I am a little bemused at the logic it relies on: because “lower” Federal Court (i.e. not the Supreme Court) are created as per Congress then Congress can restrict the jurisdiction of said courts. There might be ways to save AEDPA, but this isn’t one of them. Restricting the grounds upon which habeas can be granted is a rule of decision, not a restriction upon the power of courts. If, for example, Congress divided up Massachusetts into two federal judicial districts, then, one could argue that the Eastern District of Massachusetts wouldn’t have jurisdiction over a convict in the western part of the state. Okay, the First screwed this up. But, despite this pathetic analysis, the First does admit some things: that the gap between “erroneous” and “unreasonable” is “narrow.” It seems to enumerate the areas that fall into this gap.

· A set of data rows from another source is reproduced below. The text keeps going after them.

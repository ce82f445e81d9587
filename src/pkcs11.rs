// Copyright 2025 The kms-pkcs11 Authors
// See LICENSE.txt file for terms

//! Hand-maintained PKCS#11 v2.40 type and constant definitions.
//!
//! Only the subset of the Cryptoki interface this module implements is
//! defined here. Names and layouts follow the OASIS headers so that the
//! exported function table is ABI compatible with standard loaders.

#![allow(non_camel_case_types)]
#![allow(non_snake_case)]

use std::os::raw::{c_uchar, c_ulong, c_void};

pub type CK_BYTE = c_uchar;
pub type CK_CHAR = CK_BYTE;
pub type CK_UTF8CHAR = CK_BYTE;
pub type CK_BBOOL = CK_BYTE;
pub type CK_ULONG = c_ulong;
pub type CK_FLAGS = CK_ULONG;
pub type CK_RV = CK_ULONG;

pub type CK_SLOT_ID = CK_ULONG;
pub type CK_SESSION_HANDLE = CK_ULONG;
pub type CK_OBJECT_HANDLE = CK_ULONG;
pub type CK_USER_TYPE = CK_ULONG;
pub type CK_STATE = CK_ULONG;
pub type CK_NOTIFICATION = CK_ULONG;
pub type CK_OBJECT_CLASS = CK_ULONG;
pub type CK_KEY_TYPE = CK_ULONG;
pub type CK_CERTIFICATE_TYPE = CK_ULONG;
pub type CK_ATTRIBUTE_TYPE = CK_ULONG;
pub type CK_MECHANISM_TYPE = CK_ULONG;
pub type CK_RSA_PKCS_MGF_TYPE = CK_ULONG;
pub type CK_RSA_PKCS_OAEP_SOURCE_TYPE = CK_ULONG;

pub type CK_VOID_PTR = *mut c_void;
pub type CK_BYTE_PTR = *mut CK_BYTE;
pub type CK_UTF8CHAR_PTR = *mut CK_UTF8CHAR;
pub type CK_ULONG_PTR = *mut CK_ULONG;
pub type CK_SLOT_ID_PTR = *mut CK_SLOT_ID;
pub type CK_SESSION_HANDLE_PTR = *mut CK_SESSION_HANDLE;
pub type CK_OBJECT_HANDLE_PTR = *mut CK_OBJECT_HANDLE;
pub type CK_MECHANISM_TYPE_PTR = *mut CK_MECHANISM_TYPE;

pub const CK_TRUE: CK_BBOOL = 1;
pub const CK_FALSE: CK_BBOOL = 0;

pub const CK_INVALID_HANDLE: CK_ULONG = 0;
pub const CK_UNAVAILABLE_INFORMATION: CK_ULONG = CK_ULONG::MAX;
pub const CK_EFFECTIVELY_INFINITE: CK_ULONG = CK_ULONG::MAX;

/* Return values */
pub const CKR_OK: CK_RV = 0x00000000;
pub const CKR_CANCEL: CK_RV = 0x00000001;
pub const CKR_HOST_MEMORY: CK_RV = 0x00000002;
pub const CKR_SLOT_ID_INVALID: CK_RV = 0x00000003;
pub const CKR_GENERAL_ERROR: CK_RV = 0x00000005;
pub const CKR_FUNCTION_FAILED: CK_RV = 0x00000006;
pub const CKR_ARGUMENTS_BAD: CK_RV = 0x00000007;
pub const CKR_ATTRIBUTE_READ_ONLY: CK_RV = 0x00000010;
pub const CKR_ATTRIBUTE_SENSITIVE: CK_RV = 0x00000011;
pub const CKR_ATTRIBUTE_TYPE_INVALID: CK_RV = 0x00000012;
pub const CKR_ATTRIBUTE_VALUE_INVALID: CK_RV = 0x00000013;
pub const CKR_DATA_INVALID: CK_RV = 0x00000020;
pub const CKR_DATA_LEN_RANGE: CK_RV = 0x00000021;
pub const CKR_DEVICE_ERROR: CK_RV = 0x00000030;
pub const CKR_DEVICE_MEMORY: CK_RV = 0x00000031;
pub const CKR_DEVICE_REMOVED: CK_RV = 0x00000032;
pub const CKR_ENCRYPTED_DATA_INVALID: CK_RV = 0x00000040;
pub const CKR_ENCRYPTED_DATA_LEN_RANGE: CK_RV = 0x00000041;
pub const CKR_FUNCTION_CANCELED: CK_RV = 0x00000050;
pub const CKR_FUNCTION_NOT_SUPPORTED: CK_RV = 0x00000054;
pub const CKR_KEY_HANDLE_INVALID: CK_RV = 0x00000060;
pub const CKR_KEY_SIZE_RANGE: CK_RV = 0x00000062;
pub const CKR_KEY_TYPE_INCONSISTENT: CK_RV = 0x00000063;
pub const CKR_KEY_FUNCTION_NOT_PERMITTED: CK_RV = 0x00000068;
pub const CKR_MECHANISM_INVALID: CK_RV = 0x00000070;
pub const CKR_MECHANISM_PARAM_INVALID: CK_RV = 0x00000071;
pub const CKR_OBJECT_HANDLE_INVALID: CK_RV = 0x00000082;
pub const CKR_OPERATION_ACTIVE: CK_RV = 0x00000090;
pub const CKR_OPERATION_NOT_INITIALIZED: CK_RV = 0x00000091;
pub const CKR_PIN_INCORRECT: CK_RV = 0x000000a0;
pub const CKR_PIN_LOCKED: CK_RV = 0x000000a4;
pub const CKR_SESSION_CLOSED: CK_RV = 0x000000b0;
pub const CKR_SESSION_COUNT: CK_RV = 0x000000b1;
pub const CKR_SESSION_HANDLE_INVALID: CK_RV = 0x000000b3;
pub const CKR_SESSION_PARALLEL_NOT_SUPPORTED: CK_RV = 0x000000b4;
pub const CKR_SESSION_READ_ONLY: CK_RV = 0x000000b5;
pub const CKR_SESSION_EXISTS: CK_RV = 0x000000b6;
pub const CKR_SIGNATURE_INVALID: CK_RV = 0x000000c0;
pub const CKR_SIGNATURE_LEN_RANGE: CK_RV = 0x000000c1;
pub const CKR_TOKEN_NOT_PRESENT: CK_RV = 0x000000e0;
pub const CKR_TOKEN_NOT_RECOGNIZED: CK_RV = 0x000000e1;
pub const CKR_TOKEN_WRITE_PROTECTED: CK_RV = 0x000000e2;
pub const CKR_USER_ALREADY_LOGGED_IN: CK_RV = 0x00000100;
pub const CKR_USER_NOT_LOGGED_IN: CK_RV = 0x00000101;
pub const CKR_USER_PIN_NOT_INITIALIZED: CK_RV = 0x00000102;
pub const CKR_USER_TYPE_INVALID: CK_RV = 0x00000103;
pub const CKR_USER_ANOTHER_ALREADY_LOGGED_IN: CK_RV = 0x00000104;
pub const CKR_BUFFER_TOO_SMALL: CK_RV = 0x00000150;
pub const CKR_CRYPTOKI_NOT_INITIALIZED: CK_RV = 0x00000190;
pub const CKR_CRYPTOKI_ALREADY_INITIALIZED: CK_RV = 0x00000191;

/* Slot and token flags */
pub const CKF_TOKEN_PRESENT: CK_FLAGS = 0x00000001;
pub const CKF_REMOVABLE_DEVICE: CK_FLAGS = 0x00000002;
pub const CKF_HW_SLOT: CK_FLAGS = 0x00000004;

pub const CKF_RNG: CK_FLAGS = 0x00000001;
pub const CKF_WRITE_PROTECTED: CK_FLAGS = 0x00000002;
pub const CKF_LOGIN_REQUIRED: CK_FLAGS = 0x00000004;
pub const CKF_USER_PIN_INITIALIZED: CK_FLAGS = 0x00000008;
pub const CKF_TOKEN_INITIALIZED: CK_FLAGS = 0x00000400;
pub const CKF_SO_PIN_LOCKED: CK_FLAGS = 0x00400000;

/* Session flags */
pub const CKF_RW_SESSION: CK_FLAGS = 0x00000002;
pub const CKF_SERIAL_SESSION: CK_FLAGS = 0x00000004;

/* Mechanism flags */
pub const CKF_HW: CK_FLAGS = 0x00000001;
pub const CKF_ENCRYPT: CK_FLAGS = 0x00000100;
pub const CKF_DECRYPT: CK_FLAGS = 0x00000200;
pub const CKF_DIGEST: CK_FLAGS = 0x00000400;
pub const CKF_SIGN: CK_FLAGS = 0x00000800;
pub const CKF_VERIFY: CK_FLAGS = 0x00002000;
pub const CKF_EC_F_P: CK_FLAGS = 0x00100000;
pub const CKF_EC_NAMEDCURVE: CK_FLAGS = 0x00800000;
pub const CKF_EC_UNCOMPRESS: CK_FLAGS = 0x01000000;

/* User types */
pub const CKU_SO: CK_USER_TYPE = 0;
pub const CKU_USER: CK_USER_TYPE = 1;
pub const CKU_CONTEXT_SPECIFIC: CK_USER_TYPE = 2;

/* Session states */
pub const CKS_RO_PUBLIC_SESSION: CK_STATE = 0;
pub const CKS_RO_USER_FUNCTIONS: CK_STATE = 1;
pub const CKS_RW_PUBLIC_SESSION: CK_STATE = 2;
pub const CKS_RW_USER_FUNCTIONS: CK_STATE = 3;
pub const CKS_RW_SO_FUNCTIONS: CK_STATE = 4;

/* Object classes */
pub const CKO_DATA: CK_OBJECT_CLASS = 0x00000000;
pub const CKO_CERTIFICATE: CK_OBJECT_CLASS = 0x00000001;
pub const CKO_PUBLIC_KEY: CK_OBJECT_CLASS = 0x00000002;
pub const CKO_PRIVATE_KEY: CK_OBJECT_CLASS = 0x00000003;
pub const CKO_SECRET_KEY: CK_OBJECT_CLASS = 0x00000004;

/* Key types */
pub const CKK_RSA: CK_KEY_TYPE = 0x00000000;
pub const CKK_EC: CK_KEY_TYPE = 0x00000003;

/* Certificate types */
pub const CKC_X_509: CK_CERTIFICATE_TYPE = 0x00000000;

/* Attributes */
pub const CKA_CLASS: CK_ATTRIBUTE_TYPE = 0x00000000;
pub const CKA_TOKEN: CK_ATTRIBUTE_TYPE = 0x00000001;
pub const CKA_PRIVATE: CK_ATTRIBUTE_TYPE = 0x00000002;
pub const CKA_LABEL: CK_ATTRIBUTE_TYPE = 0x00000003;
pub const CKA_VALUE: CK_ATTRIBUTE_TYPE = 0x00000011;
pub const CKA_CERTIFICATE_TYPE: CK_ATTRIBUTE_TYPE = 0x00000080;
pub const CKA_ISSUER: CK_ATTRIBUTE_TYPE = 0x00000081;
pub const CKA_SERIAL_NUMBER: CK_ATTRIBUTE_TYPE = 0x00000082;
pub const CKA_KEY_TYPE: CK_ATTRIBUTE_TYPE = 0x00000100;
pub const CKA_SUBJECT: CK_ATTRIBUTE_TYPE = 0x00000101;
pub const CKA_ID: CK_ATTRIBUTE_TYPE = 0x00000102;
pub const CKA_SENSITIVE: CK_ATTRIBUTE_TYPE = 0x00000103;
pub const CKA_ENCRYPT: CK_ATTRIBUTE_TYPE = 0x00000104;
pub const CKA_DECRYPT: CK_ATTRIBUTE_TYPE = 0x00000105;
pub const CKA_WRAP: CK_ATTRIBUTE_TYPE = 0x00000106;
pub const CKA_UNWRAP: CK_ATTRIBUTE_TYPE = 0x00000107;
pub const CKA_SIGN: CK_ATTRIBUTE_TYPE = 0x00000108;
pub const CKA_SIGN_RECOVER: CK_ATTRIBUTE_TYPE = 0x00000109;
pub const CKA_VERIFY: CK_ATTRIBUTE_TYPE = 0x0000010a;
pub const CKA_VERIFY_RECOVER: CK_ATTRIBUTE_TYPE = 0x0000010b;
pub const CKA_DERIVE: CK_ATTRIBUTE_TYPE = 0x0000010c;
pub const CKA_MODULUS: CK_ATTRIBUTE_TYPE = 0x00000120;
pub const CKA_MODULUS_BITS: CK_ATTRIBUTE_TYPE = 0x00000121;
pub const CKA_PUBLIC_EXPONENT: CK_ATTRIBUTE_TYPE = 0x00000122;
pub const CKA_PRIVATE_EXPONENT: CK_ATTRIBUTE_TYPE = 0x00000123;
pub const CKA_PRIME_1: CK_ATTRIBUTE_TYPE = 0x00000124;
pub const CKA_PRIME_2: CK_ATTRIBUTE_TYPE = 0x00000125;
pub const CKA_EXPONENT_1: CK_ATTRIBUTE_TYPE = 0x00000126;
pub const CKA_EXPONENT_2: CK_ATTRIBUTE_TYPE = 0x00000127;
pub const CKA_COEFFICIENT: CK_ATTRIBUTE_TYPE = 0x00000128;
pub const CKA_PUBLIC_KEY_INFO: CK_ATTRIBUTE_TYPE = 0x00000129;
pub const CKA_EXTRACTABLE: CK_ATTRIBUTE_TYPE = 0x00000162;
pub const CKA_LOCAL: CK_ATTRIBUTE_TYPE = 0x00000163;
pub const CKA_NEVER_EXTRACTABLE: CK_ATTRIBUTE_TYPE = 0x00000164;
pub const CKA_ALWAYS_SENSITIVE: CK_ATTRIBUTE_TYPE = 0x00000165;
pub const CKA_MODIFIABLE: CK_ATTRIBUTE_TYPE = 0x00000170;
pub const CKA_COPYABLE: CK_ATTRIBUTE_TYPE = 0x00000171;
pub const CKA_DESTROYABLE: CK_ATTRIBUTE_TYPE = 0x00000172;
pub const CKA_EC_PARAMS: CK_ATTRIBUTE_TYPE = 0x00000180;
pub const CKA_EC_POINT: CK_ATTRIBUTE_TYPE = 0x00000181;
pub const CKA_ALWAYS_AUTHENTICATE: CK_ATTRIBUTE_TYPE = 0x00000202;

/* Mechanisms */
pub const CKM_RSA_PKCS: CK_MECHANISM_TYPE = 0x00000001;
pub const CKM_RSA_PKCS_OAEP: CK_MECHANISM_TYPE = 0x00000009;
pub const CKM_RSA_X9_31: CK_MECHANISM_TYPE = 0x0000000b;
pub const CKM_RSA_PKCS_PSS: CK_MECHANISM_TYPE = 0x0000000d;
pub const CKM_SHA256: CK_MECHANISM_TYPE = 0x00000250;
pub const CKM_SHA384: CK_MECHANISM_TYPE = 0x00000260;
pub const CKM_SHA512: CK_MECHANISM_TYPE = 0x00000270;
pub const CKM_ECDSA: CK_MECHANISM_TYPE = 0x00001041;

/* MGFs */
pub const CKG_MGF1_SHA1: CK_RSA_PKCS_MGF_TYPE = 0x00000001;
pub const CKG_MGF1_SHA256: CK_RSA_PKCS_MGF_TYPE = 0x00000002;
pub const CKG_MGF1_SHA384: CK_RSA_PKCS_MGF_TYPE = 0x00000003;
pub const CKG_MGF1_SHA512: CK_RSA_PKCS_MGF_TYPE = 0x00000004;

/* OAEP source types */
pub const CKZ_DATA_SPECIFIED: CK_RSA_PKCS_OAEP_SOURCE_TYPE = 0x00000001;

#[repr(C)]
#[derive(Debug, Default, Copy, Clone, PartialEq, Eq)]
pub struct CK_VERSION {
    pub major: CK_BYTE,
    pub minor: CK_BYTE,
}

#[repr(C)]
#[derive(Debug, Copy, Clone)]
pub struct CK_INFO {
    pub cryptokiVersion: CK_VERSION,
    pub manufacturerID: [CK_UTF8CHAR; 32],
    pub flags: CK_FLAGS,
    pub libraryDescription: [CK_UTF8CHAR; 32],
    pub libraryVersion: CK_VERSION,
}

#[repr(C)]
#[derive(Debug, Copy, Clone)]
pub struct CK_SLOT_INFO {
    pub slotDescription: [CK_UTF8CHAR; 64],
    pub manufacturerID: [CK_UTF8CHAR; 32],
    pub flags: CK_FLAGS,
    pub hardwareVersion: CK_VERSION,
    pub firmwareVersion: CK_VERSION,
}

In a later part of the opinion, however, it admits that “ Congress cannot tell the courts what constitutional rights to recognize” but there can be procedural limitations (and it cites a bunch of judicially created ones – e.g. Teague v. Lane), and limitations on the remedy available. It draws and analogy to qualified immunity, and essentially says that AEDPA can’t be construed to prevent the District Courts from deciding whether the state courts were wrong, but only from granting relief when they were unreasonably wrong. I am sure that all the people in jail because state courts acted unconstitutionally are really happy to hear that.
The First says that, “at least in this Circuit” 28 U.S.C. § 2254(d)’s “clearly established” principle does not prevent lower courts from “considering lower federal court decisions, and, indeed, often do consider them.” The First then distinguishes United States v. Klein, 80 U.S. (13 Wall.) 128 (1871) and reiterates is differentiation between “substance” and relief and cites.
The “suspension clause” issue is rather quickly dealt with, as the First says that there have always been restrictions on the writ.